*Marco Antonio Chagas – Professor do curso de mestrado em Desenvolvimento  Regional da Unifap

A Política Ambiental nunca foi democrática, mas representa o possível em seu tempo. Concebida em 1981, na ditadura militar, a lei que estabeleceu a Política Nacional do Meio Ambiente (Lei 6.938), ainda em vigor, apresenta um conjunto de instrumentos que deveriam ser implementados de forma integrada e participativa.

De um total de 13 instrumentos, o licenciamento ambiental, a avaliação de impacto, o zoneamento ambiental e as unidades de conservação se destacam e formam o entendimento predominante da política ambiental, tanto no nível federal, como estaduais e municipais.

Ao longo desses 37 anos, a Política Ambiental no Brasil se manteve numa condição de segundo plano na tomada de decisão política e quase sempre usada como política compensatória de projetos de desenvolvimento polêmicos, como grandes hidrelétricas, rodovias, mineração, entre outros.

O licenciamento ambiental e a avaliação ambiental nunca foram praticados sob a ótica da justiça socioambiental e as comunidades impactadas sempre acabaram perdendo diante dos interesses capitalistas e da cooptação do Estado. Nenhuma grande obra nesse País foi implantada sem praticar corrupção ambiental.

Por sua vez, os preservacionistas passaram a comemorar a criação de “Big Parks” com certa indiferença diante de projetos que nunca seriam aprovados pela coerência técnica. Assim a Política Ambiental foi envelhecendo, com remendos protocolares e judicializações de resultados quase sempre favoráveis ao positivismo processual da “ordem e progresso”.

O mais recente remendo a Política Ambiental é o Projeto de Lei do Senado (PLS) 168/2018, que cria a Lei Geral de Licenciamento Ambiental. O PLS é parte do pacote da bancada ruralista que visa flexibilizar o licenciamento ambiental em favor do setor agropecuário sob o discurso de que o processo precisa ser célere e desburocratizado. Por outro lado, o PLS afronta populações tradicionais ao permitir licenciamento de atividades econômicas em Terras Indígenas e em Unidades de Conservação.

O discurso anti-ambiental do presidente eleito, apontando o IBAMA e o ICMBio como entraves ao desenvolvimento e a prática da indústria das multas, citando que ele próprio foi multado em R$10 mil, o que o coloca como transgressor da legislação ambiental e ao mesmo tempo indica que haverá o desmonte do pouco que se conquistou de direitos ao meio ambiente equilibrado, como garante a Constituição Federal.

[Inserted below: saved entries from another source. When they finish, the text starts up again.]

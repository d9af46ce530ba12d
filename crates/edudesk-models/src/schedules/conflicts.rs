//! Double-booking checks for schedule entries.
//!
//! Two occupying entries conflict when they share day + period and either
//! the same class section (slot taken) or the same teacher (teacher
//! double-booked). Inactive entries never conflict.

use std::collections::HashSet;

use serde::Serialize;
use utoipa::ToSchema;

use super::{DayOfWeek, ScheduleEntry, ScheduleFields, ScheduleStatus};
use crate::ids::{ClassId, PeriodId, ScheduleId, SectionId, TeacherId};

/// The parts of an entry that decide whether it collides with another.
#[derive(Debug, Clone, Copy, PartialEq, Eq)]
pub struct ScheduleSlot {
    pub id: Option<ScheduleId>,
    pub day: DayOfWeek,
    pub period_id: PeriodId,
    pub class_id: ClassId,
    pub section_id: SectionId,
    pub teacher_id: TeacherId,
    pub status: ScheduleStatus,
}

impl ScheduleSlot {
    pub fn from_fields(id: Option<ScheduleId>, fields: &ScheduleFields) -> Self {
        Self {
            id,
            day: fields.day,
            period_id: fields.period_id,
            class_id: fields.class_id,
            section_id: fields.section_id,
            teacher_id: fields.teacher_id,
            status: fields.status,
        }
    }

    fn same_time(&self, other: &ScheduleSlot) -> bool {
        self.day == other.day && self.period_id == other.period_id
    }

    fn kind_against(&self, other: &ScheduleSlot) -> Option<ConflictKind> {
        if !self.same_time(other) {
            return None;
        }
        if self.class_id == other.class_id && self.section_id == other.section_id {
            Some(ConflictKind::SlotTaken)
        } else if self.teacher_id == other.teacher_id {
            Some(ConflictKind::TeacherDoubleBooked)
        } else {
            None
        }
    }
}

impl From<&ScheduleEntry> for ScheduleSlot {
    fn from(entry: &ScheduleEntry) -> Self {
        Self::from_fields(Some(entry.id), &entry.fields())
    }
}

#[derive(Debug, Clone, Copy, PartialEq, Eq, Serialize, ToSchema)]
#[serde(rename_all = "snake_case")]
pub enum ConflictKind {
    SlotTaken,
    TeacherDoubleBooked,
}

/// The entry a candidate collides with.
#[derive(Debug, Clone, Copy, PartialEq, Eq, Serialize, ToSchema)]
#[serde(tag = "source", rename_all = "snake_case")]
pub enum ConflictParty {
    /// A stored entry that is not part of the submission
    Stored { id: ScheduleId },
    /// Another entry of the same submission, by position
    Candidate { index: usize },
}

#[derive(Debug, Clone, PartialEq, Eq, Serialize, ToSchema)]
pub struct ScheduleConflict {
    pub kind: ConflictKind,
    /// Position of the offending entry in the submission
    pub candidate: usize,
    pub candidate_id: Option<ScheduleId>,
    pub other: ConflictParty,
    pub day: DayOfWeek,
    pub period_id: PeriodId,
    pub message: String,
}

impl ScheduleConflict {
    fn new(kind: ConflictKind, index: usize, slot: &ScheduleSlot, other: ConflictParty) -> Self {
        let message = match kind {
            ConflictKind::SlotTaken => format!(
                "Section {} already has an entry on {} in period {}",
                slot.section_id, slot.day, slot.period_id
            ),
            ConflictKind::TeacherDoubleBooked => format!(
                "Teacher {} is already booked on {} in period {}",
                slot.teacher_id, slot.day, slot.period_id
            ),
        };
        Self {
            kind,
            candidate: index,
            candidate_id: slot.id,
            other,
            day: slot.day,
            period_id: slot.period_id,
            message,
        }
    }
}

/// Checks candidates against each other and against stored entries.
///
/// A stored entry whose id matches a candidate is replaced by that candidate.
/// Each colliding pair of candidates is reported once, on the earlier one.
pub fn detect_conflicts(
    candidates: &[ScheduleSlot],
    existing: &[ScheduleSlot],
) -> Vec<ScheduleConflict> {
    let replaced: HashSet<ScheduleId> = candidates.iter().filter_map(|c| c.id).collect();
    let stored: Vec<&ScheduleSlot> = existing
        .iter()
        .filter(|s| s.status.occupies_slot())
        .filter(|s| s.id.is_none_or(|id| !replaced.contains(&id)))
        .collect();

    let mut conflicts = Vec::new();
    for (index, candidate) in candidates.iter().enumerate() {
        if !candidate.status.occupies_slot() {
            continue;
        }

        for (other_index, other) in candidates.iter().enumerate().skip(index + 1) {
            if !other.status.occupies_slot() {
                continue;
            }
            if let Some(kind) = candidate.kind_against(other) {
                conflicts.push(ScheduleConflict::new(
                    kind,
                    index,
                    candidate,
                    ConflictParty::Candidate { index: other_index },
                ));
            }
        }

        for other in &stored {
            let Some(other_id) = other.id else { continue };
            if let Some(kind) = candidate.kind_against(other) {
                conflicts.push(ScheduleConflict::new(
                    kind,
                    index,
                    candidate,
                    ConflictParty::Stored { id: other_id },
                ));
            }
        }
    }
    conflicts
}

/// Joins conflict messages into one line for error responses.
pub fn describe_conflicts(conflicts: &[ScheduleConflict]) -> String {
    let messages: Vec<&str> = conflicts.iter().map(|c| c.message.as_str()).collect();
    format!("Schedule conflicts: {}", messages.join("; "))
}

#[cfg(test)]
mod tests {
    use super::*;

    fn slot(id: u128, day: DayOfWeek, period: u128, section: u128, teacher: u128) -> ScheduleSlot {
        ScheduleSlot {
            id: Some(ScheduleId::from_u128(id)),
            day,
            period_id: PeriodId::from_u128(period),
            class_id: ClassId::from_u128(1),
            section_id: SectionId::from_u128(section),
            teacher_id: TeacherId::from_u128(teacher),
            status: ScheduleStatus::Active,
        }
    }

    #[test]
    fn test_no_conflicts_for_distinct_slots() {
        let candidates = vec![
            slot(1, DayOfWeek::Monday, 1, 1, 1),
            slot(2, DayOfWeek::Monday, 2, 1, 1),
            slot(3, DayOfWeek::Tuesday, 1, 1, 1),
        ];
        assert!(detect_conflicts(&candidates, &[]).is_empty());
    }

    #[test]
    fn test_slot_taken_between_candidates() {
        let candidates = vec![
            slot(1, DayOfWeek::Monday, 1, 1, 1),
            slot(2, DayOfWeek::Monday, 1, 1, 2),
        ];
        let conflicts = detect_conflicts(&candidates, &[]);
        assert_eq!(conflicts.len(), 1);
        assert_eq!(conflicts[0].kind, ConflictKind::SlotTaken);
        assert_eq!(conflicts[0].candidate, 0);
        assert_eq!(conflicts[0].other, ConflictParty::Candidate { index: 1 });
    }

    #[test]
    fn test_teacher_double_booked_against_stored() {
        let candidates = vec![slot(1, DayOfWeek::Monday, 1, 1, 7)];
        let existing = vec![slot(9, DayOfWeek::Monday, 1, 2, 7)];
        let conflicts = detect_conflicts(&candidates, &existing);
        assert_eq!(conflicts.len(), 1);
        assert_eq!(conflicts[0].kind, ConflictKind::TeacherDoubleBooked);
        assert_eq!(
            conflicts[0].other,
            ConflictParty::Stored {
                id: ScheduleId::from_u128(9)
            }
        );
    }

    #[test]
    fn test_inactive_entries_never_conflict() {
        let mut inactive = slot(2, DayOfWeek::Monday, 1, 1, 1);
        inactive.status = ScheduleStatus::Inactive;

        let candidates = vec![slot(1, DayOfWeek::Monday, 1, 1, 1), inactive];
        assert!(detect_conflicts(&candidates, &[inactive]).is_empty());
        assert!(detect_conflicts(&[inactive], &[slot(3, DayOfWeek::Monday, 1, 1, 1)]).is_empty());
    }

    #[test]
    fn test_candidate_replaces_stored_row_with_same_id() {
        // Moving entry 1 away from Monday frees its old slot.
        let stored = vec![
            slot(1, DayOfWeek::Monday, 1, 1, 1),
            slot(2, DayOfWeek::Tuesday, 1, 1, 1),
        ];
        let candidates = vec![
            slot(1, DayOfWeek::Wednesday, 1, 1, 1),
            slot(3, DayOfWeek::Monday, 1, 1, 1),
        ];
        assert!(detect_conflicts(&candidates, &stored).is_empty());

        let moved_onto_tuesday = vec![slot(1, DayOfWeek::Tuesday, 1, 1, 1)];
        let conflicts = detect_conflicts(&moved_onto_tuesday, &stored);
        assert_eq!(conflicts.len(), 1);
        assert_eq!(conflicts[0].kind, ConflictKind::SlotTaken);
    }

    #[test]
    fn test_new_candidate_without_id() {
        let mut fresh = slot(0, DayOfWeek::Friday, 3, 1, 4);
        fresh.id = None;
        let existing = vec![slot(5, DayOfWeek::Friday, 3, 1, 8)];
        let conflicts = detect_conflicts(&[fresh], &existing);
        assert_eq!(conflicts.len(), 1);
        assert_eq!(conflicts[0].candidate_id, None);
    }

    #[test]
    fn test_describe_conflicts() {
        let candidates = vec![
            slot(1, DayOfWeek::Monday, 1, 1, 1),
            slot(2, DayOfWeek::Monday, 1, 2, 1),
        ];
        let message = describe_conflicts(&detect_conflicts(&candidates, &[]));
        assert!(message.starts_with("Schedule conflicts: Teacher"));
    }
}
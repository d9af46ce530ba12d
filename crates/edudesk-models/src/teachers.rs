//! Teacher domain models and DTOs.

use chrono::{DateTime, NaiveDate, Utc};
use edudesk_core::PaginationMeta;
use serde::{Deserialize, Serialize};
use sqlx::FromRow;
use utoipa::ToSchema;
use validator::Validate;

use crate::ids::TeacherId;

#[derive(Debug, Clone, Serialize, Deserialize, FromRow, ToSchema)]
pub struct Teacher {
    pub id: TeacherId,
    pub first_name: String,
    pub last_name: String,
    pub email: String,
    pub phone: Option<String>,
    pub qualification: Option<String>,
    pub specialization: Option<String>,
    pub hire_date: Option<NaiveDate>,
    pub created_at: DateTime<Utc>,
    pub updated_at: DateTime<Utc>,
}

#[derive(Debug, Deserialize, Validate, ToSchema)]
pub struct CreateTeacherDto {
    #[validate(length(min = 1, max = 100))]
    pub first_name: String,
    #[validate(length(min = 1, max = 100))]
    pub last_name: String,
    #[validate(email)]
    pub email: String,
    #[validate(length(max = 30))]
    pub phone: Option<String>,
    #[validate(length(max = 200))]
    pub qualification: Option<String>,
    #[validate(length(max = 200))]
    pub specialization: Option<String>,
    pub hire_date: Option<NaiveDate>,
}

#[derive(Debug, Default, Deserialize, Validate, ToSchema)]
pub struct UpdateTeacherDto {
    #[validate(length(min = 1, max = 100))]
    pub first_name: Option<String>,
    #[validate(length(min = 1, max = 100))]
    pub last_name: Option<String>,
    #[validate(email)]
    pub email: Option<String>,
    #[validate(length(max = 30))]
    pub phone: Option<String>,
    #[validate(length(max = 200))]
    pub qualification: Option<String>,
    #[validate(length(max = 200))]
    pub specialization: Option<String>,
    pub hire_date: Option<NaiveDate>,
}

#[derive(Debug, Serialize, ToSchema)]
pub struct PaginatedTeachersResponse {
    pub data: Vec<Teacher>,
    pub meta: PaginationMeta,
}
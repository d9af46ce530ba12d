//! Subject models and DTOs.

use chrono::{DateTime, Utc};
use edudesk_core::PaginationMeta;
use serde::{Deserialize, Serialize};
use sqlx::FromRow;
use utoipa::ToSchema;
use validator::Validate;

use crate::ids::SubjectId;

#[derive(Debug, Clone, Serialize, Deserialize, FromRow, ToSchema)]
pub struct Subject {
    pub id: SubjectId,
    pub name: String,
    pub code: String,
    pub description: Option<String>,
    pub created_at: DateTime<Utc>,
    pub updated_at: DateTime<Utc>,
}

#[derive(Debug, Deserialize, Validate, ToSchema)]
pub struct CreateSubjectDto {
    #[validate(length(min = 1, max = 100))]
    pub name: String,
    /// Short unique code such as `MATH101`; stored upper-cased
    #[validate(length(min = 1, max = 20))]
    pub code: String,
    pub description: Option<String>,
}

#[derive(Debug, Default, Deserialize, Validate, ToSchema)]
pub struct UpdateSubjectDto {
    #[validate(length(min = 1, max = 100))]
    pub name: Option<String>,
    #[validate(length(min = 1, max = 20))]
    pub code: Option<String>,
    pub description: Option<String>,
}

#[derive(Debug, Serialize, ToSchema)]
pub struct PaginatedSubjectsResponse {
    pub data: Vec<Subject>,
    pub meta: PaginationMeta,
}

/// Normalizes a subject code: trimmed and upper-cased.
pub fn normalize_code(code: &str) -> String {
    code.trim().to_uppercase()
}
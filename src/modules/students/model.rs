//! Student data models and DTOs, re-exported from `edudesk-models`.

pub use edudesk_models::students::*;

No dia 22 de dezembro completa-se 30 anos do assassinato de Chico Mendes. Chico foi morto por defender a floresta em pé e o direito de viver num seringal sem patrão. Movimentos socioambientais do Brasil e de todo o mundo estarão reunidos em Xapuri, no Acre, de 15 a 18/12/2018, para fortalecer o legado de Chico Mendes e marcar posição política contra o retrocesso ambiental anunciado pelo governo Bolsonaro.

Em um País onde a democracia representativa encontra-se desacreditada e a democracia participativa e comunitária são invisibilizadas pela monocultura da mente e pela negação dos direitos de populações indígenas, quilombolas, tradicionais, entre outras, a resistência ao retrocesso ambiental anunciado somente pode acontecer pela radicalização de propostas com mais participação na política ambiental via movimentos sociais.

Dedico esse texto ao “Meremengo”, ex-Secretário de Meio Ambiente do Amapá… Deus convoca os bons!